In my eyes, failure to wear a mask in a multi-person environment is directly equivalent. That action is risking the lives of other people, just like driving a car at high speed while drunk as a skunk.

- Tom -

Jim Metzger said...

You might try an old ski goggle trick, rub a small drop of dishwashing liquid soap on both side of the lens and buff out. Do not wash off. It breaks the surface tension of the moisture and reduces or eliminates fogging.

Mark the tog said...

It is interesting to note that we have a Federal law mandating seatbelts for our protection that almost no one contests yet a mask is somehow an infringement of our rights.
I am happy to report that those people are almost nonexistent where I live.

Frank said...

I also wear glasses and a surgical mask, make a 180° twist on the rubber band before putting it behind your ears. Not perfect, but this helps a lot against fogging.

Graham said...

You could try shaving cream on the inside of your glasses, wiped off with a clean tissue. Also some swear by a rolled up piece of tissue across the top of an N95 mask, but the earlier mentioned piece of adhesive foam tape could be even better.

Anonymous said...

Kirk

I am surprised no one has mentioned this earlier. Go to your local Scuba diving shop, they carry a product that prevents diving masks from fogging. Rub a drop in the inside of the mask with your finger then give it a quick rinse.

Saliva also works.

PaulB

Rene said...

Kirk,

I bought several of these - https://breathe99.com - for my family which I have found to be effective and comfortable for extended periods. The fogged up lenses was not a problem for me. They are pricey compared to disposables in the short run, but more environmentally sustainable in the long run, and probably cheaper.

Patrick Dodds said...

The fogging thing drives me nuts and it is summer here in the UK; it's bad now but winter is going to be a nightmare. I work some of the time in a hospital and masks are mandatory on my commute as well as at work so I've tried various things including shaving cream, washing up liquid, dive shop stuff and saliva. None of them work very well and contacts are my next consideration. That said, the hand sanitizer at the hospital isn't too bad a solution. Your use of the the diopter adjustment sounds helpful though for the days when I'm photographing.

Amilcar said...

Kirk, for fogging glasses try dry soap. Drag it once across each lens surface and spread it across the lens with a soft cotton cloth (I think microfiber will remove all of it, so don't) and little pressure just until the lens looks clean again. Each application lasts a day.

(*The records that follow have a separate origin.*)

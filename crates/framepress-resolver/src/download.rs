// crates/framepress-resolver/src/download.rs
// ============================================================================
// Module: Template Download
// Description: Streaming HTTP fetch of template archives to temp files.
// Purpose: Download archives with bounded timeouts, failing closed.
// Dependencies: reqwest, url
// ============================================================================

//! ## Overview
//! [`TemplateFetcher`] wraps a blocking HTTP client with explicit connect
//! and total-read timeouts and streams response bodies straight to disk so
//! archives never load into memory.
//! Invariants:
//! - Only `http` and `https` URLs are accepted.
//! - Non-success statuses, connection failures, and timeouts fail closed as
//!   download errors (retryable at the pipeline boundary).

// ============================================================================
// SECTION: Imports
// ============================================================================

use std::fs::File;
use std::io;
use std::path::Path;
use std::time::Duration;

use reqwest::blocking::Client;
use url::Url;

use crate::resolver::ResolveError;

// ============================================================================
// SECTION: Template Fetcher
// ============================================================================

/// Streaming archive fetcher.
#[derive(Debug, Clone)]
pub struct TemplateFetcher {
    /// HTTP client used for archive downloads.
    client: Client,
}

impl TemplateFetcher {
    /// Builds a fetcher with the provided timeouts.
    ///
    /// # Errors
    ///
    /// Returns [`ResolveError::Download`] when the client cannot be built.
    pub fn new(connect_timeout: Duration, read_timeout: Duration) -> Result<Self, ResolveError> {
        let client = Client::builder()
            .connect_timeout(connect_timeout)
            .timeout(read_timeout)
            .build()
            .map_err(|err| ResolveError::Download(err.to_string()))?;
        Ok(Self {
            client,
        })
    }

    /// Downloads `url` to `dest`, streaming the body.
    ///
    /// # Errors
    ///
    /// Returns [`ResolveError::Download`] on scheme, connection, status, or
    /// stream failures, and [`ResolveError::Io`] when `dest` cannot be
    /// created.
    pub fn fetch_to_file(&self, url: &str, dest: &Path) -> Result<(), ResolveError> {
        let parsed =
            Url::parse(url).map_err(|err| ResolveError::Download(format!("invalid url: {err}")))?;
        match parsed.scheme() {
            "http" | "https" => {}
            scheme => {
                return Err(ResolveError::Download(format!("unsupported url scheme: {scheme}")));
            }
        }
        let mut response = self
            .client
            .get(parsed)
            .send()
            .map_err(|err| ResolveError::Download(err.to_string()))?;
        if !response.status().is_success() {
            return Err(ResolveError::Download(format!("http status {}", response.status())));
        }
        let mut file = File::create(dest).map_err(|err| ResolveError::Io(err.to_string()))?;
        io::copy(&mut response, &mut file)
            .map_err(|err| ResolveError::Download(format!("download stream failed: {err}")))?;
        Ok(())
    }
}

// ============================================================================
// SECTION: Tests
// ============================================================================

#[cfg(test)]
mod tests {
    use super::*;

    fn fetcher() -> TemplateFetcher {
        TemplateFetcher::new(Duration::from_millis(500), Duration::from_secs(2)).expect("fetcher")
    }

    /// Tests non-http schemes are rejected before any request is sent.
    #[test]
    fn non_http_schemes_are_rejected() {
        let dir = tempfile::tempdir().expect("tempdir");
        let dest = dir.path().join("out.zip.tmp");
        let err = fetcher().fetch_to_file("file:///etc/hosts", &dest).unwrap_err();
        assert!(matches!(err, ResolveError::Download(ref msg) if msg.contains("scheme")));
        assert!(!dest.exists());
    }

    /// Tests unparseable URLs are rejected.
    #[test]
    fn malformed_urls_are_rejected() {
        let dir = tempfile::tempdir().expect("tempdir");
        let err = fetcher().fetch_to_file("not a url", &dir.path().join("x")).unwrap_err();
        assert!(matches!(err, ResolveError::Download(_)));
    }
}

As for masks, I'm reminded of a commentary in an American motorcycle magazine in the 1970's I'll have to cite from memory: "Individual rights aside, a person that refuses to use a crash helmet just hasn't a head worth saving". Given that cranial trauma ties up a lot of medical resources that could be used by other people that didn't get in a mess by their own decision, I think this is a valid analogy to the present Covid problem.

Amilcar

Peter Dove said...

I’m surprised nobody else has mentioned it, but what bugs me the most about mask-fogged glasses is thinking what else might be spewing past the edge of the mask. I’m pretty sure I had COVID (mild), my brother certainly had it (bad), and his GF had it (dead), so thanks anonymous for the foam tip. Kinda embarrassed I didn’t think of it, as there’s plenty lying around. I’ll give it a try. I don’t want to pass CV along when I inhale some tainted droplets somewhere. Bound to happen, whether I get sick or not.

Gesundheit,
Peter

Margaret Wong said...

My neighbour is a surgeon and they use an easily removable surgical tape to stick down the top of the mask and stop the fogging! I go some of the tape from the pharmacist and carry it in my camera bag all the time. It works :)

Kirk, Photographer/Writer said...

Thanks Margaret, I'll give that a try! Sounds like it would work well.